## What you have to do
Word for word, restate the lines from the start of the data down to the line with "numeric ids that", both included.

** Dataset excerpts follows **

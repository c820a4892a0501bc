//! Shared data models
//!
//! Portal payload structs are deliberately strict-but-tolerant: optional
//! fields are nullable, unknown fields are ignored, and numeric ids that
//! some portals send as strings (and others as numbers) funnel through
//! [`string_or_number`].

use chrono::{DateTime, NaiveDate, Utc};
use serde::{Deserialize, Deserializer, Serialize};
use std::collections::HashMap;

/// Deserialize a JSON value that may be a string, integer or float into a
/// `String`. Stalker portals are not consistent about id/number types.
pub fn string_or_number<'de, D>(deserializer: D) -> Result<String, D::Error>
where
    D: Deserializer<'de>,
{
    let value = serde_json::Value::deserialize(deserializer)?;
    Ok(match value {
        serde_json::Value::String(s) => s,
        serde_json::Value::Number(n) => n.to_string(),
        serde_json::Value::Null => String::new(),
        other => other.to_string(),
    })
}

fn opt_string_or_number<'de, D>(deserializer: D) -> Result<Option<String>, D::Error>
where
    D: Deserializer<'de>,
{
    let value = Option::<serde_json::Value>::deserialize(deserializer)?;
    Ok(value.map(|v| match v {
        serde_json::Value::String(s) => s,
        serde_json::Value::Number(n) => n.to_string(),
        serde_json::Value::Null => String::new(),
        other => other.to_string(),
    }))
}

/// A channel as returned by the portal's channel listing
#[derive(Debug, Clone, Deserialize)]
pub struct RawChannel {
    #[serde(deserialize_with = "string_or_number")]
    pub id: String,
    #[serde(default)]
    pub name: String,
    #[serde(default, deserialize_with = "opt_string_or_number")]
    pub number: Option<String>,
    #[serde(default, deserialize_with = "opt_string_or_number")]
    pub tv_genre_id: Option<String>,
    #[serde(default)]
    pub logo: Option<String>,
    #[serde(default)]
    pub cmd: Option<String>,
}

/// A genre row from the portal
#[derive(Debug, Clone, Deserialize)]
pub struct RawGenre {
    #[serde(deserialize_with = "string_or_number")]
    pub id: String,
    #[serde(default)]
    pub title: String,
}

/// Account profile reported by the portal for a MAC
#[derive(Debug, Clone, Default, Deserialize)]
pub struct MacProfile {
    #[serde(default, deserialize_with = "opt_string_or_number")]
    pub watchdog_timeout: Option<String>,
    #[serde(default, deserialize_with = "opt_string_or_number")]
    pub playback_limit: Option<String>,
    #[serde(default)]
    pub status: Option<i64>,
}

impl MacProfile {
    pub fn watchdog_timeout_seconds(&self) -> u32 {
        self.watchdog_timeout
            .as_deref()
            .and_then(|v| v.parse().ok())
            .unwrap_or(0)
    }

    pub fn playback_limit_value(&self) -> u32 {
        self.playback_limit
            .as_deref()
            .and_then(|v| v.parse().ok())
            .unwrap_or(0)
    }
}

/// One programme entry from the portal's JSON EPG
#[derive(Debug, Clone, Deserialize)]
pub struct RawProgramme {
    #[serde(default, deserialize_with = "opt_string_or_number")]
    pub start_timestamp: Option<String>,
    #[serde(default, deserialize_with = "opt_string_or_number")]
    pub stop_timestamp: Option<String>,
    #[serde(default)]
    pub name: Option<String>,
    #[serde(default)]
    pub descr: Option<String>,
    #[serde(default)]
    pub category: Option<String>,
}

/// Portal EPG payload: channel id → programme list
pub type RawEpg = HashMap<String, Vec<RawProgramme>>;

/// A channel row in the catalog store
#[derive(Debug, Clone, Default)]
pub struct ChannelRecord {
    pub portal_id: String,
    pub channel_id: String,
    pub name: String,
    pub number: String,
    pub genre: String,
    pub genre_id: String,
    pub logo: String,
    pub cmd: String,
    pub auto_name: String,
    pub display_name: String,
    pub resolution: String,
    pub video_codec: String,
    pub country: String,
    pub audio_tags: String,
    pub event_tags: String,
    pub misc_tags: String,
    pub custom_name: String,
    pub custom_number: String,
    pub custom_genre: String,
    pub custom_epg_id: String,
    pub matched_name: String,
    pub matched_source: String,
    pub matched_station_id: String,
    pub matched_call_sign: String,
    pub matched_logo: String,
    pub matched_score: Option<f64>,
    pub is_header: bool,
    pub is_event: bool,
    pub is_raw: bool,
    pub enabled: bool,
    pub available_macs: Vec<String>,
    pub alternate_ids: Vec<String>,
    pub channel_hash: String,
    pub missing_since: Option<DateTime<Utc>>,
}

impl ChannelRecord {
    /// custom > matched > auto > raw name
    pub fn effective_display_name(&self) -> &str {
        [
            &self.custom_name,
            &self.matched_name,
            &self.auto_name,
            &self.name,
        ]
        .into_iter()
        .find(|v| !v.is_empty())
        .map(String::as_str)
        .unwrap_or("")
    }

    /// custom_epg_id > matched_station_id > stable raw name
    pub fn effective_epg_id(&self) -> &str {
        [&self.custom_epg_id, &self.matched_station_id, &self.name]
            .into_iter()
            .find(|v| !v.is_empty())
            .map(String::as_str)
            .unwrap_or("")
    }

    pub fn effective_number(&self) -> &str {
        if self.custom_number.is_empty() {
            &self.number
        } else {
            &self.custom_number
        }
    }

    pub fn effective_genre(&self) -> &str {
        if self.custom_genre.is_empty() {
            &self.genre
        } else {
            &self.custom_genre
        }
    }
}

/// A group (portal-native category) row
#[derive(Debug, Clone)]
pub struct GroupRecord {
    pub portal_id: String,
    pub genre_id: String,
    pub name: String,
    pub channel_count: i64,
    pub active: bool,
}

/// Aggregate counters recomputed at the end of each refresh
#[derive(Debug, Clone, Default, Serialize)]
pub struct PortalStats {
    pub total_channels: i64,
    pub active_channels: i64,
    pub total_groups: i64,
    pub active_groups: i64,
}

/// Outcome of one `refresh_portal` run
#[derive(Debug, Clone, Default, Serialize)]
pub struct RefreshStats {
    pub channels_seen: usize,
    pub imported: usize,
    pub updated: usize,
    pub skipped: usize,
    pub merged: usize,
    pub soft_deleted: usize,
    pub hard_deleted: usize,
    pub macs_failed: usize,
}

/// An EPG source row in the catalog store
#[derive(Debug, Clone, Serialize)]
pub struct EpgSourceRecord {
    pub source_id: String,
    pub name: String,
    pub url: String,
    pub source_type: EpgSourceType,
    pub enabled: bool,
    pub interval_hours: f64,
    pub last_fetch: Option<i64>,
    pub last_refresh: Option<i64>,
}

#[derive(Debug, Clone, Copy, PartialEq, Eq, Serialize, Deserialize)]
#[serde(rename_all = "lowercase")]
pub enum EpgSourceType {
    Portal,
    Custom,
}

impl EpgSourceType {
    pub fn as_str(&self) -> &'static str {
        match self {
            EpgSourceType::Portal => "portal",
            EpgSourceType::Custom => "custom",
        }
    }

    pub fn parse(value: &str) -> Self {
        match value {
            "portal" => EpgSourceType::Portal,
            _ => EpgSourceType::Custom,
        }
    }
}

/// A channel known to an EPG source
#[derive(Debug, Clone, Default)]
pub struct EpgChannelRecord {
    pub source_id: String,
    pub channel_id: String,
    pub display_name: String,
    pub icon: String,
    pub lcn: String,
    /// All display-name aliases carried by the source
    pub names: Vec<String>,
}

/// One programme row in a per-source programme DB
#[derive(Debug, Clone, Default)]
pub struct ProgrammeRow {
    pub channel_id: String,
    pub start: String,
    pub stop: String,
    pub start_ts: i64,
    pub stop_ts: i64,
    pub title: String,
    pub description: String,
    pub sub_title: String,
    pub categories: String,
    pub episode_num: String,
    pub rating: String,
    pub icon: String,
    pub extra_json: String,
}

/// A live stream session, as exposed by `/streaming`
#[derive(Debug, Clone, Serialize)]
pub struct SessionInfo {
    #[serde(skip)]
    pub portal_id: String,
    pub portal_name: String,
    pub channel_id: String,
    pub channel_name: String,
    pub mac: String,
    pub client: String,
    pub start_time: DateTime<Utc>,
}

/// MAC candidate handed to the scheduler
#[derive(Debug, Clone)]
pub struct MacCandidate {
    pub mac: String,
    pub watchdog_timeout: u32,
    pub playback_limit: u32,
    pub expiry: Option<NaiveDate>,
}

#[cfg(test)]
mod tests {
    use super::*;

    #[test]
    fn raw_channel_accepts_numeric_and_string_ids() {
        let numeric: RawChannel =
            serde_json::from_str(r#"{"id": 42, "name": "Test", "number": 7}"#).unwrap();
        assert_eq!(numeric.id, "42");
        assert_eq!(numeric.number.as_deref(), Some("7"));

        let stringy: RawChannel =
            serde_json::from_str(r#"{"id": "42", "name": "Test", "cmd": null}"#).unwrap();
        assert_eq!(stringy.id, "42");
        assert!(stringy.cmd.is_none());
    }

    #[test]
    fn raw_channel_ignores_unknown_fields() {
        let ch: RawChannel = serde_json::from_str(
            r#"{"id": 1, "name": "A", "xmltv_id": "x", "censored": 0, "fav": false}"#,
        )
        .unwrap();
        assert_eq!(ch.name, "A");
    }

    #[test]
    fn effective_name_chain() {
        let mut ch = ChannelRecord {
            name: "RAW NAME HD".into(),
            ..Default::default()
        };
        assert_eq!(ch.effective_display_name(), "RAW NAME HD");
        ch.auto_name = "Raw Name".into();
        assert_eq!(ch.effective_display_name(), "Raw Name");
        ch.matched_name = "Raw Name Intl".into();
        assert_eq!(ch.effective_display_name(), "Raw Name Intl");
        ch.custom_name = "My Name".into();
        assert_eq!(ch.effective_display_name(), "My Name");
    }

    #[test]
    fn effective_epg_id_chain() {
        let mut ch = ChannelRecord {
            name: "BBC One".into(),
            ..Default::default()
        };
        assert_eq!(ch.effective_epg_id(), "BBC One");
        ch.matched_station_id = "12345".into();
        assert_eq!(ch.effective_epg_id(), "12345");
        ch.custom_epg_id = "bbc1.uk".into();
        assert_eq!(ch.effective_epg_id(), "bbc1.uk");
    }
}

** End of Dataset excerpts **

## Result
repository c820a4892a0501bc
//! Shared data models
//!
//! Portal payload structs are deliberately strict-but-tolerant: optional
//! fields are nullable, unknown fields are ignored, and numeric ids that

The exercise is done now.